La comunicación es el vehículo a través del que construimos nuestra vida. Sin embargo, no solemos prestarle demasiada atención. La tenemos tan integrada en nuestro funcionamiento diario que la damos por sentada. Desde pequeños aprendemos a manejarla a través del lenguaje, creyendo que basta con dominar la lengua para alcanzar la maestría en el arte de la palabra. Nada más lejos de la realidad. Lo cierto es que nos limitamos a cabalgar sobre su lomo desnudo sin tomar las riendas, dejando que galope salvaje y nos lleve a lugares de los que no siempre sabemos cómo salir. No en vano, solemos olvidar que toda comunicación está sujeta a la interpretación subjetiva de cada ser humano. Y el espacio que se genera entre aquello que queremos compartir y lo que nuestro interlocutor entiende es el detonante de infinitas reacciones impulsivas. A menudo, estas se transforman en agrias discusiones, tormentas de palabras tan destructivas como un auténtico huracán.

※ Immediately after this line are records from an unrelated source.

//! CLI argument parsing using `clap`.

use std::path::PathBuf;

use clap::{Args, Parser, Subcommand, ValueEnum};

/// Command-line arguments for `bundlectl`.
#[derive(Debug, Clone, Parser)]
#[command(
    name = "bundlectl",
    version,
    about = "Install, upgrade and uninstall CNAB bundles and their dependencies.",
    long_about = None
)]
pub struct CliArgs {
    /// Home directory holding storage, secrets and the bundle cache.
    ///
    /// Default: `$BUNDLECTL_HOME`, or `~/.bundlectl`.
    #[arg(long, global = true, value_name = "DIR", env = "BUNDLECTL_HOME")]
    pub home: Option<PathBuf>,

    /// Namespace for unqualified names; defaults to the configured one.
    #[arg(long, short = 'n', global = true, value_name = "NS")]
    pub namespace: Option<String>,

    /// Output format for inspection commands.
    #[arg(long, short = 'o', global = true, value_enum, default_value = "plain")]
    pub output: Format,

    /// Logging level (error, warn, info, debug, trace).
    ///
    /// If omitted, `BUNDLECTL_LOG`, the configured verbosity or `info` is used.
    #[arg(long, global = true, value_enum, value_name = "LEVEL")]
    pub log_level: Option<LogLevel>,

    #[command(subcommand)]
    pub command: Command,
}

/// Log level as exposed on the CLI.
#[derive(Debug, Copy, Clone, ValueEnum)]
pub enum LogLevel {
    Error,
    Warn,
    Info,
    Debug,
    Trace,
}

#[derive(Debug, Copy, Clone, Default, PartialEq, Eq, ValueEnum)]
pub enum Format {
    #[default]
    Plain,
    Json,
    Yaml,
}

impl From<Format> for crate::types::OutputFormat {
    fn from(f: Format) -> Self {
        match f {
            Format::Plain => crate::types::OutputFormat::Plain,
            Format::Json => crate::types::OutputFormat::Json,
            Format::Yaml => crate::types::OutputFormat::Yaml,
        }
    }
}

#[derive(Debug, Clone, Subcommand)]
pub enum Command {
    /// Install a bundle as a new installation.
    Install(InstallArgs),
    /// Upgrade an existing installation.
    Upgrade(UpgradeArgs),
    /// Run an action, usually a custom one, against an installation.
    Invoke(InvokeArgs),
    /// Uninstall an installation and its dependencies.
    Uninstall(UninstallArgs),
    /// Manage installations.
    #[command(subcommand, alias = "installations")]
    Installation(InstallationCommand),
    /// Inspect and control workflows.
    #[command(subcommand, alias = "workflows")]
    Workflow(WorkflowCommand),
    /// Manage named parameter sets.
    #[command(subcommand, alias = "parameter")]
    Parameters(SetCommand),
    /// Manage named credential sets.
    #[command(subcommand, alias = "credential")]
    Credentials(SetCommand),
    /// Storage maintenance.
    #[command(subcommand)]
    Storage(StorageCommand),
}

/// Options shared by every command that runs a bundle action.
#[derive(Debug, Clone, Default, Args)]
pub struct ActionFlags {
    /// Parameter override, NAME=VALUE. May be repeated.
    #[arg(long = "param", value_name = "NAME=VALUE")]
    pub params: Vec<String>,

    /// Runtime driver; defaults to the configured one.
    #[arg(long, value_name = "NAME")]
    pub driver: Option<String>,

    /// Allow the invocation image to use the host's Docker daemon.
    #[arg(long)]
    pub allow_docker_host_access: bool,

    /// Pull bundles from registries without TLS verification.
    #[arg(long)]
    pub insecure_registry: bool,

    /// Pull bundles again even when cached.
    #[arg(long)]
    pub force_pull: bool,

    /// Maximum concurrent jobs; defaults to the configured value.
    #[arg(long, value_name = "N")]
    pub max_parallel: Option<usize>,

    /// Run workflow jobs one at a time.
    #[arg(long)]
    pub debug: bool,
}

/// Where the bundle of an installation comes from.
#[derive(Debug, Clone, Default, Args)]
pub struct BundleFlags {
    /// Bundle reference, `[REGISTRY/]NAME[:TAG][@DIGEST]`.
    #[arg(long, short = 'r', value_name = "REF")]
    pub reference: Option<String>,

    /// Bundle directory containing `.cnab/bundle.json`.
    #[arg(long, value_name = "DIR", conflicts_with = "reference")]
    pub dir: Option<PathBuf>,

    /// Named parameter set. May be repeated; later sets win.
    #[arg(long = "parameter-set", short = 'p', value_name = "NAME")]
    pub parameter_sets: Vec<String>,

    /// Named credential set. May be repeated; later sets win.
    #[arg(long = "credential-set", short = 'c', value_name = "NAME")]
    pub credential_sets: Vec<String>,

    /// Label, KEY=VALUE. May be repeated.
    #[arg(long = "label", short = 'l', value_name = "KEY=VALUE")]
    pub labels: Vec<String>,
}

#[derive(Debug, Clone, Args)]
pub struct InstallArgs {
    pub name: String,
    #[command(flatten)]
    pub bundle: BundleFlags,
    #[command(flatten)]
    pub action: ActionFlags,
    /// Reinstall even when already installed.
    #[arg(long)]
    pub force: bool,
}

#[derive(Debug, Clone, Args)]
pub struct UpgradeArgs {
    pub name: String,
    #[command(flatten)]
    pub bundle: BundleFlags,
    #[command(flatten)]
    pub action: ActionFlags,
    /// Run even when another action appears to be in progress.
    #[arg(long)]
    pub force: bool,
}

#[derive(Debug, Clone, Args)]
pub struct InvokeArgs {
    pub name: String,
    /// Action to run.
    #[arg(long)]
    pub action: String,
    #[command(flatten)]
    pub flags: ActionFlags,
    /// Run even when another action appears to be in progress.
    #[arg(long)]
    pub force: bool,
}

#[derive(Debug, Clone, Args)]
pub struct UninstallArgs {
    pub name: String,
    #[command(flatten)]
    pub action: ActionFlags,
    /// Remove the installation record after a successful uninstall.
    #[arg(long)]
    pub delete: bool,
    /// Remove the installation record even when the uninstall fails.
    #[arg(long)]
    pub force_delete: bool,
    /// Run even when another action appears to be in progress.
    #[arg(long)]
    pub force: bool,
}

#[derive(Debug, Clone, Subcommand)]
pub enum InstallationCommand {
    /// Apply an installation document (YAML or JSON).
    Apply {
        file: PathBuf,
        /// Show what would run without running it.
        #[arg(long)]
        dry_run: bool,
        /// Upgrade even when the installation is in sync.
        #[arg(long)]
        force: bool,
        #[command(flatten)]
        action: ActionFlags,
    },
    /// List installations.
    #[command(alias = "ls")]
    List {
        /// List installations in every namespace.
        #[arg(long)]
        all_namespaces: bool,
    },
    /// Show one installation.
    Show { name: String },
    /// List the runs of an installation.
    Runs { name: String },
    /// List the latest outputs of an installation.
    Outputs {
        name: String,
        /// Show sensitive values.
        #[arg(long)]
        show_secrets: bool,
    },
    /// Print one output value.
    Output { name: String, output: String },
    /// Print the logs of the installation's last run.
    Logs { name: String },
}

#[derive(Debug, Clone, Subcommand)]
pub enum WorkflowCommand {
    /// List workflows.
    #[command(alias = "ls")]
    List {
        #[arg(long)]
        all_namespaces: bool,
    },
    /// Show a workflow and its jobs.
    Show { id: String },
    /// Run the failed jobs of a workflow again.
    Retry {
        id: String,
        #[command(flatten)]
        action: ActionFlags,
    },
    /// Stop a workflow from running further jobs.
    Cancel { id: String },
    /// Run a single job of a workflow.
    Step {
        id: String,
        job: String,
        #[command(flatten)]
        action: ActionFlags,
    },
}

#[derive(Debug, Clone, Subcommand)]
pub enum SetCommand {
    /// Create or replace a set from a file (YAML or JSON).
    Apply { file: PathBuf },
    /// List sets.
    #[command(alias = "ls")]
    List {
        #[arg(long)]
        all_namespaces: bool,
    },
    /// Show a set.
    Show { name: String },
    /// Delete a set.
    #[command(alias = "rm")]
    Delete { name: String },
}

#[derive(Debug, Clone, Subcommand)]
pub enum StorageCommand {
    /// Upgrade a home directory written by an older version.
    Migrate,
}

/// Convenience wrapper around `CliArgs::parse()`.
pub fn parse() -> CliArgs {
    CliArgs::parse()
}
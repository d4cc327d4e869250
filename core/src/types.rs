//! Shared primitive types used across the alert pipeline.

/// Organizational branch code, unique within the catalog.
pub type BranchCode = String;

/// Customer account code, unique within a branch.
pub type CustomerCode = String;

/// Fiscal year number. The fiscal year begins in October.
pub type FiscalYear = i32;
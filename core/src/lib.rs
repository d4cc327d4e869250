//! Usage decline alerts: find customers whose monthly usage fell sharply
//! and report them per branch in a Thai-calendar notification.

pub mod calendar;
pub mod clock;
pub mod config;
pub mod dispatch;
pub mod engine;
pub mod error;
pub mod message;
pub mod notifier;
pub mod period;
pub mod source;
pub mod store;
pub mod types;
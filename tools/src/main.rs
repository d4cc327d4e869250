//! alert-runner: monthly usage-decline notification job.
//!
//! Usage:
//!   alert-runner --config alert.json
//!   alert-runner --period 202503 --threshold 20 --db usage.db --dry-run
//!   alert-runner --period 202503 --json

use anyhow::{Context, Result};
use chrono::{FixedOffset, Utc};
use std::env;
use usage_alert_core::{
    config::AlertConfig,
    dispatch::{AlertDispatcher, DispatchOutcome},
    engine::{validate_threshold, BranchOutcome, DeclineEngine},
    notifier::{ChatPushSink, NotificationSink},
    period::Period,
    store::UsageStore,
};

fn main() -> Result<()> {
    env_logger::init();

    let args: Vec<String> = env::args().collect();
    let mut config = match flag_value(&args, "--config") {
        Some(path) => AlertConfig::load(path)?,
        None => AlertConfig::default(),
    };
    if let Some(db) = flag_value(&args, "--db") {
        config.database_path = db.to_string();
    }
    let threshold = threshold_arg(&args, config.threshold_percent)?;
    let dry_run = args.iter().any(|a| a == "--dry-run");
    let json = args.iter().any(|a| a == "--json");
    let offset = config.utc_offset()?;

    let period = match flag_value(&args, "--period") {
        Some(p) => p.to_string(),
        None => default_period(&offset)?,
    };

    if !json {
        println!("alert-runner");
        println!("  period:     {period}");
        println!("  threshold:  {threshold}%");
        println!("  db:         {}", config.database_path);
        println!("  dry run:    {dry_run}");
        println!();
    }

    let store = UsageStore::open(&config.database_path)
        .with_context(|| format!("opening {}", config.database_path))?;
    store.migrate()?;

    // Built once here and injected; `None` disables delivery.
    let sink: Option<Box<dyn NotificationSink>> = if dry_run {
        None
    } else {
        ChatPushSink::from_config(&config.notifier)?
            .map(|s| Box::new(s) as Box<dyn NotificationSink>)
    };

    let engine = DeclineEngine::new(&store, &store);
    let dispatcher = AlertDispatcher::new(engine, sink, config.detail_link.clone(), offset);

    let outcome = if dry_run {
        dispatcher.preview(&period, threshold)?
    } else {
        dispatcher.run(&period, threshold)?
    };

    if json {
        println!("{}", serde_json::to_string_pretty(outcome.stats())?);
    } else {
        print_summary(&outcome);
    }
    Ok(())
}

/// The month before the current local month.
fn default_period(offset: &FixedOffset) -> Result<String> {
    let today = Utc::now().with_timezone(offset).date_naive();
    Ok(Period::from_date(&today)?.previous()?.key())
}

fn print_summary(outcome: &DispatchOutcome) {
    let stats = outcome.stats();

    println!("=== RUN SUMMARY ===");
    println!("  period:          {} (previous {})", stats.target_period, stats.previous_period);
    println!("  fiscal year:     {}", stats.fiscal_year);
    println!("  branches:        {}", stats.total_branches);
    println!("  with alerts:     {}", stats.branches_with_alerts);
    println!("  customers:       {}", stats.total_customers);
    for o in &stats.outcomes {
        if let BranchOutcome::Skipped { branch_code, reason } = o {
            println!("  skipped:         {branch_code} ({reason})");
        }
    }
    let delivery = match outcome {
        DispatchOutcome::Delivered { .. } => "sent",
        DispatchOutcome::Skipped { .. }   => "not sent (no destination configured)",
        DispatchOutcome::Preview { .. }   => "not sent (dry run)",
    };
    println!("  delivery:        {delivery}");

    println!();
    println!("=== MESSAGE ===");
    println!("{}", outcome.message());
}

fn flag_value<'a>(args: &'a [String], flag: &str) -> Option<&'a str> {
    args.windows(2)
        .find(|w| w[0] == flag)
        .map(|w| w[1].as_str())
}

/// `--threshold` when given must parse and pass `validate_threshold`;
/// a typo is an error, never a silent fallback to the configured value.
fn threshold_arg(args: &[String], default: f64) -> Result<f64> {
    let threshold = match flag_value(args, "--threshold") {
        Some(raw) => raw
            .parse::<f64>()
            .with_context(|| format!("--threshold {raw:?} is not a number"))?,
        None => default,
    };
    Ok(validate_threshold(threshold)?)
}
//! Period arithmetic — `YYYYMM` keys, previous-month stepping, fiscal years.
//!
//! A period is a calendar year-month. The fiscal year starts in October:
//! October through December belong to the following fiscal year.

use crate::{
    error::{AlertError, AlertResult},
    types::FiscalYear,
};
use chrono::Datelike;
use serde::{Deserialize, Serialize};
use std::{fmt, str::FromStr};

/// First calendar month of a new fiscal year.
pub const FISCAL_YEAR_START_MONTH: u32 = 10;

#[derive(Debug, Clone, Copy, PartialEq, Eq, PartialOrd, Ord, Hash, Serialize, Deserialize)]
#[serde(try_from = "String", into = "String")]
pub struct Period {
    year:  i32,
    month: u32,
}

impl Period {
    pub fn new(year: i32, month: u32) -> AlertResult<Self> {
        if year < 1 || !(1..=12).contains(&month) {
            return Err(AlertError::InvalidPeriod {
                input: format!("{year:04}{month:02}"),
            });
        }
        Ok(Self { year, month })
    }

    /// Parse a 6-digit `YYYYMM` key.
    pub fn parse(input: &str) -> AlertResult<Self> {
        let invalid = || AlertError::InvalidPeriod { input: input.to_string() };

        if input.len() != 6 || !input.bytes().all(|b| b.is_ascii_digit()) {
            return Err(invalid());
        }
        let year: i32 = input[..4].parse().map_err(|_| invalid())?;
        let month: u32 = input[4..].parse().map_err(|_| invalid())?;
        if year < 1 || !(1..=12).contains(&month) {
            return Err(invalid());
        }
        Ok(Self { year, month })
    }

    /// The period containing a calendar date. Dates before year 1 are rejected.
    pub fn from_date<D: Datelike>(date: &D) -> AlertResult<Self> {
        Self::new(date.year(), date.month())
    }

    pub fn year(&self)  -> i32 { self.year }
    pub fn month(&self) -> u32 { self.month }

    /// One month earlier. January wraps to December of the prior year.
    ///
    /// January of year 1 has no valid predecessor and is rejected.
    pub fn previous(self) -> AlertResult<Self> {
        match self.month {
            1 if self.year == 1 => Err(AlertError::InvalidPeriod { input: self.key() }),
            1 => Ok(Self { year: self.year - 1, month: 12 }),
            m => Ok(Self { year: self.year, month: m - 1 }),
        }
    }

    pub fn fiscal_year(self) -> FiscalYear {
        if self.month >= FISCAL_YEAR_START_MONTH {
            self.year + 1
        } else {
            self.year
        }
    }

    /// Canonical `YYYYMM` form.
    pub fn key(&self) -> String {
        self.to_string()
    }
}

impl fmt::Display for Period {
    fn fmt(&self, f: &mut fmt::Formatter<'_>) -> fmt::Result {
        write!(f, "{:04}{:02}", self.year, self.month)
    }
}

impl FromStr for Period {
    type Err = AlertError;

    fn from_str(s: &str) -> AlertResult<Self> {
        Self::parse(s)
    }
}

impl TryFrom<String> for Period {
    type Error = AlertError;

    fn try_from(value: String) -> AlertResult<Self> {
        Self::parse(&value)
    }
}

impl From<Period> for String {
    fn from(p: Period) -> Self {
        p.to_string()
    }
}

/// Previous period of a raw `YYYYMM` key.
pub fn previous_period(input: &str) -> AlertResult<Period> {
    Period::parse(input)?.previous()
}

/// Fiscal year of an already-validated period.
pub fn fiscal_year(period: Period) -> FiscalYear {
    period.fiscal_year()
}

¿Cuántas veces decimos cosas sin pensarlas, presas de la emoción? Y ¿qué consecuencias nos genera esta manera de actuar? En ocasiones, nos entendemos tan poco los unos a los otros que bien podríamos estar hablando en idiomas diferentes. Cabe apuntar que en general no causa tantos estragos lo que decimos, sino ‘cómo’ lo decimos. El tono, el orden y la forma en la que exponemos una inquietud, una necesidad o una demanda pueden marcar el resultado de la misma de forma indeleble. Si aspiramos a dejar de ser esclavos de nuestra manera impulsiva de comunicar, tenemos que tomarnos el tiempo necesario para aprender a domar las palabras que utilizamos.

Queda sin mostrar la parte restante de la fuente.